Tissue inhibitors of metallproteinases (TIMPs) control metallo proteinases (MMPs), which are a large class of catalytic enzymes involved in a wide range of processes regulating tissue homeostasis. MMPs are formed as inactive zymogens which must be cleaved to become active. Activated MMPs are inhibited by four TIMPs. TIMPs form non-covalent complexes with MMPs. MMPs function through a divalent metal ion in their catalytic domain. TIMPS bind to this catalytic domain in a 1:1 ratio. TIMP and MMP expression and function are tightly regulated in order to contain a balance in proteolysis and proteolysis inhibition.

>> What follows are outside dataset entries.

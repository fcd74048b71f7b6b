//! Theme constants for the Tic-Tac-Toe GUI

use egui::Color32;

use crate::Player;

// Window and board colors - light sky tones
pub const BACKGROUND: Color32 = Color32::from_rgb(217, 237, 250);
pub const CELL_BG: Color32 = Color32::WHITE;
pub const BOARD_BORDER: Color32 = Color32::from_rgb(230, 166, 46); // Gold
pub const GRID_LINE: Color32 = Color32::from_rgb(153, 153, 153);

// Marks
pub const X_MARK: Color32 = Color32::from_rgb(115, 31, 179); // Purple
pub const O_MARK: Color32 = Color32::from_rgb(255, 107, 102); // Peach

pub fn mark_color(player: Player) -> Color32 {
    match player {
        Player::X => X_MARK,
        Player::O => O_MARK,
    }
}

// Markers
pub const LAST_MOVE_MARKER: Color32 = Color32::from_rgb(46, 115, 204);
pub const WIN_HIGHLIGHT: Color32 = Color32::from_rgb(50, 200, 80);

pub fn hover_valid() -> Color32 {
    Color32::from_rgba_unmultiplied(46, 115, 204, 40)
}

pub fn hover_invalid() -> Color32 {
    Color32::from_rgba_unmultiplied(255, 50, 50, 60)
}

/// Translucent version of a mark color for previews and hints
pub fn ghost(color: Color32) -> Color32 {
    Color32::from_rgba_unmultiplied(color.r(), color.g(), color.b(), 90)
}

// Text
pub const TEXT_TITLE: Color32 = Color32::from_rgb(20, 51, 102);
pub const TEXT_PRIMARY: Color32 = Color32::from_rgb(30, 40, 60);
pub const TEXT_SECONDARY: Color32 = Color32::from_rgb(90, 100, 120);
pub const TEXT_MUTED: Color32 = Color32::from_rgb(130, 140, 155);
pub const TEXT_ON_BUTTON: Color32 = Color32::WHITE;

// Panels and buttons
pub const PANEL_BG: Color32 = Color32::from_rgb(235, 245, 252);
pub const CARD_BG: Color32 = Color32::WHITE;
pub const BUTTON_BG: Color32 = Color32::from_rgb(46, 115, 204);
pub const BUTTON_HOVER: Color32 = Color32::from_rgb(64, 153, 242);

// Result banners
pub const RESULT_TEXT: Color32 = Color32::from_rgb(255, 204, 26);
pub const DRAW_TEXT: Color32 = Color32::from_rgb(255, 153, 51);

// Status colors for the computer's search time
pub const TIMER_NORMAL: Color32 = Color32::from_rgb(60, 170, 100);
pub const TIMER_WARNING: Color32 = Color32::from_rgb(230, 150, 30);

// Sizes
pub const BOARD_MARGIN: f32 = 40.0;
pub const GRID_LINE_WIDTH: f32 = 3.0;
pub const BORDER_WIDTH: f32 = 5.0;
pub const MARK_STROKE: f32 = 6.0;
pub const X_MARK_INSET: f32 = 12.0;
pub const O_RADIUS_RATIO: f32 = 1.0 / 2.8;
pub const LAST_MOVE_MARKER_RADIUS: f32 = 4.0;

/// Scale gained by a fresh mark each frame
pub const ANIM_STEP: f32 = 0.03;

Each TIMP targets multiple enzymes. TIMPs are ca 21Kda and share approximately 40% in amino acid sequence. The inhibitory capacity is located within the N-terminal domain. TIMP1 and TIMP3 are inducible, cell cycle regulated, glycosylated proteins expressed in many organs. TIMP2 is ubiquitous and constitutively expressed, whereas TIMP3 is tissue restricted. As extracellular proteins, the secretion, endocytosis and binding partners of TIMPs influence their localization. All TIMPs are secreted, but only TIMP3 is incorporated into the matrix. TIMP2 is associated with cancers, sclerosis and kidney injury. TIMP2 has a unique function given its crucial role in the formation of the MT1-MMP–TIMP2–proMMP2 ternary complex responsible for proMMP2 activation at the cell surface.